He was silent; I continued, "We have positive proof that the tides
of the ocean are acted on by the moon. This is a fact, which
nautical science compels us to believe; and the belief does operate
on human conduct; but can you understand how its influence does act?
But, waiving the introduction of other facts, which may be made to
tell with crushing force against your proposition, that what is
incomprehensible cannot put forth any practical power, may I be
permitted to ask, what other specific objections you have to advance
against the doctrine of the atonement, which is so distinctly and
repeatedly brought forward by the writers of the Scriptures?"
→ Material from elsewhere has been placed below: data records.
#[cfg(test)]
mod tests {
    use super::*;
    use serde_json::json;

    fn deduped(name: &str, relevance: f32, skill_type: SkillType, embedding: Vec<f32>) -> DedupedKeyword {
        DedupedKeyword {
            keyword: crate::matching::keywords::Keyword {
                keyword: name.to_string(),
                context: format!("{} context", name),
                relevance_score: relevance,
                skill_type,
            },
            embedding,
            synonyms: Vec::new(),
        }
    }

    fn embedded_bullet(text: &str, embedding: Vec<f32>) -> EmbeddedBullet {
        EmbeddedBullet {
            bullet: BulletPoint {
                bullet_text: text.to_string(),
                company: "Acme".to_string(),
                position: "Engineer".to_string(),
                section: "Experience".to_string(),
                experience_idx: 0,
                bullet_idx: 0,
            },
            embedding,
        }
    }

    fn bullet_match(keyword: &str, relevance: f32, similarity: f32, skill_type: SkillType) -> BulletMatch {
        BulletMatch {
            keyword: keyword.to_string(),
            context: String::new(),
            relevance_score: relevance,
            skill_type,
            similarity_score: similarity,
            synonyms: Vec::new(),
        }
    }

    #[test]
    fn test_extract_bullet_points() {
        let resume = json!({
            "Experience": [
                {
                    "company": "Acme",
                    "title": "Engineer",
                    "responsibilities/achievements": ["Built a pipeline", "Shipped a service"]
                },
                {
                    "company": "Globex",
                    "title": "Analyst",
                    "responsibilities/achievements": ["Analyzed data"]
                }
            ]
        });

        let bullets = extract_bullet_points(&resume);
        assert_eq!(bullets.len(), 3);
        assert_eq!(bullets[0].company, "Acme");
        assert_eq!(bullets[0].position, "Engineer");
        assert_eq!(bullets[0].section, "Experience");
        assert_eq!(bullets[2].experience_idx, 1);
        assert_eq!(bullets[2].bullet_idx, 0);
    }

    #[test]
    fn test_extract_bullet_points_tolerates_bad_shapes() {
        let no_experience = json!({"Skills": {}});
        assert!(extract_bullet_points(&no_experience).is_empty());

        let mixed = json!({
            "Experience": [
                {"company": "Acme", "responsibilities/achievements": ["Real bullet", 42, null]},
                {"title": "Engineer"}
            ]
        });
        let bullets = extract_bullet_points(&mixed);
        assert_eq!(bullets.len(), 1);
        assert_eq!(bullets[0].bullet_text, "Real bullet");
        assert_eq!(bullets[0].position, "");
    }

    #[test]
    fn test_threshold_invariant() {
        let keywords = vec![
            deduped("Python", 0.9, SkillType::Hard, vec![1.0, 0.0]),
            deduped("SQL", 0.8, SkillType::Hard, vec![0.0, 1.0]),
        ];
        let bullets = vec![embedded_bullet("Automated reporting with scripts", vec![0.9, 0.1])];

        let results = calculate_similarity(&keywords, &bullets, 0.75);
        assert!(results.iter().all(|r| r.similarity_score >= 0.75));
        assert_eq!(results.len(), 1);
        assert_eq!(results[0].keyword, "Python");
    }

    #[test]
    fn test_results_sorted_by_similarity_descending() {
        let keywords = vec![
            deduped("A", 0.5, SkillType::Hard, vec![0.8, 0.2]),
            deduped("B", 0.5, SkillType::Hard, vec![1.0, 0.0]),
        ];
        let bullets = vec![embedded_bullet("some bullet", vec![1.0, 0.0])];

        let results = calculate_similarity(&keywords, &bullets, 0.1);
        assert_eq!(results.len(), 2);
        assert!(results[0].similarity_score >= results[1].similarity_score);
        assert_eq!(results[0].keyword, "B");
    }

    #[test]
    fn test_group_skips_keywords_already_in_bullet() {
        let results = vec![SimilarityResult {
            keyword: "Python".to_string(),
            keyword_context: "ctx".to_string(),
            relevance_score: 0.9,
            skill_type: SkillType::Hard,
            bullet_text: "Wrote python scripts for reporting".to_string(),
            company: "Acme".to_string(),
            position: "Engineer".to_string(),
            section: "Experience".to_string(),
            experience_idx: 0,
            bullet_idx: 0,
            similarity_score: 0.9,
            has_synonyms: false,
            synonyms: Vec::new(),
        }];

        let grouped = group_matches_by_bullet(&results).unwrap();
        assert!(grouped.is_empty());
    }

    #[test]
    fn test_per_bullet_quota_invariant() {
        let mk = |keyword: &str, relevance: f32, similarity: f32, skill_type: SkillType| SimilarityResult {
            keyword: keyword.to_string(),
            keyword_context: "ctx".to_string(),
            relevance_score: relevance,
            skill_type,
            bullet_text: "Delivered several cross-team initiatives".to_string(),
            company: "Acme".to_string(),
            position: "Engineer".to_string(),
            section: "Experience".to_string(),
            experience_idx: 0,
            bullet_idx: 0,
            similarity_score: similarity,
            has_synonyms: false,
            synonyms: Vec::new(),
        };

        let results = vec![
            mk("Kubernetes", 0.95, 0.90, SkillType::Hard),
            mk("Terraform", 0.90, 0.88, SkillType::Hard),
            mk("Ansible", 0.85, 0.86, SkillType::Hard),
            mk("Leadership", 0.80, 0.84, SkillType::Soft),
            mk("Communication", 0.75, 0.82, SkillType::Soft),
        ];

        let grouped = group_matches_by_bullet(&results).unwrap();
        assert_eq!(grouped.len(), 1);
        let matches = grouped.values().next().unwrap();

        assert!(matches.len() <= MAX_MATCHES_PER_BULLET);
        let hard = matches.iter().filter(|m| m.skill_type == SkillType::Hard).count();
        let soft = matches.iter().filter(|m| m.skill_type == SkillType::Soft).count();
        assert!(hard <= MAX_HARD_SKILLS_PER_BULLET);
        assert!(soft <= MAX_SOFT_SKILLS_PER_BULLET);

        // Best hard skills and the best soft skill survive, ranked.
        assert_eq!(matches[0].keyword, "Kubernetes");
        assert_eq!(matches[1].keyword, "Terraform");
        assert_eq!(matches[2].keyword, "Leadership");
    }

    #[test]
    fn test_filter_keyword_usage_caps_repetition() {
        let mut matches_by_bullet = BTreeMap::new();
        matches_by_bullet.insert(
            "high quality bullet".to_string(),
            vec![bullet_match("Python", 0.9, 0.9, SkillType::Hard)],
        );
        matches_by_bullet.insert(
            "medium quality bullet".to_string(),
            vec![bullet_match("Python", 0.8, 0.8, SkillType::Hard)],
        );
        matches_by_bullet.insert(
            "low quality bullet".to_string(),
            vec![bullet_match("python", 0.5, 0.76, SkillType::Hard)],
        );

        let (filtered, usage) = filter_keyword_usage(&matches_by_bullet, 2);

        let total: usize = filtered.values().map(|v| v.len()).sum();
        assert_eq!(total, 2);
        assert_eq!(usage["python"], 2);
        // The lowest quality bullet loses its match but keeps its entry.
        assert!(filtered["low quality bullet"].is_empty());
        assert_eq!(filtered["high quality bullet"].len(), 1);
        assert_eq!(filtered["medium quality bullet"].len(), 1);
    }
}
"I have several; first, I cannot admit that the death of an innocent
person can be accepted as an atonement for the sins of the guilty,
without a gross violation of the laws of immutable justice. If I
take for granted, what your Scriptures assert to be the case, that
man is a sinner, and consequently under a sentence of condemnation,
does not immutable justice require that he should stand responsible
for his actions; how, then, can he transfer this responsibility to
another, without disturbing the established law of moral order?"

"He _does not make the transfer_, he _merely accepts it_; the
transfer is made in his behalf, by the authority of the supreme
legislator; and Jesus Christ, to whom the transfer is made,
willingly takes upon himself the moral responsibility of human crime
and guilt."

"This certainly obviates one part of my objection, but still
immutable justice seems to require, to quote from your own standard
of authority, that _the soul that sinneth shall die_, that is, I
suppose, shall endure the penalty of his own crimes."

"Yes, unless some intervening act of grace be performed, which
acquits the culprit, without setting aside the authority of the
law by which he is condemned. You recollect what is reported of
Zaleucus, a king of Greece, at a crisis when the paternal affections
beat in harmony with the claims of justice."

"It has escaped my memory."

"The case was this--he passed a law which doomed an adulterer to
the loss of his eyes, as the penalty of his crime. His own son was
accused and condemned; and the question arose amongst the people,
Will the king's son suffer, or will the law be repealed? The king
very soon settled the question--his son suffers the loss of one eye,
and then, to save him from total blindness, he consents to lose one
of his own eyes; thus bowing to the majesty of his own law for the
suppression of this popular crime. Here we see how, by an expedient
devised by paternal benevolence, the authority of the law was
preserved, while the guilty culprit was rescued from the _extreme
severity of_ its infliction. And now permit me to ask, whether the
development of the paternal affections, in conjunction with the
mitigated severity of judicial infliction, had not a necessary
tendency to excite amongst the people a more profound reverence for
the law, while it increased their attachment to their sovereign, and
their confidence in the equity of his administration? What adulterer
could expect to elude the penalty of his crime after witnessing such
a spectacle of justice and of benevolence?"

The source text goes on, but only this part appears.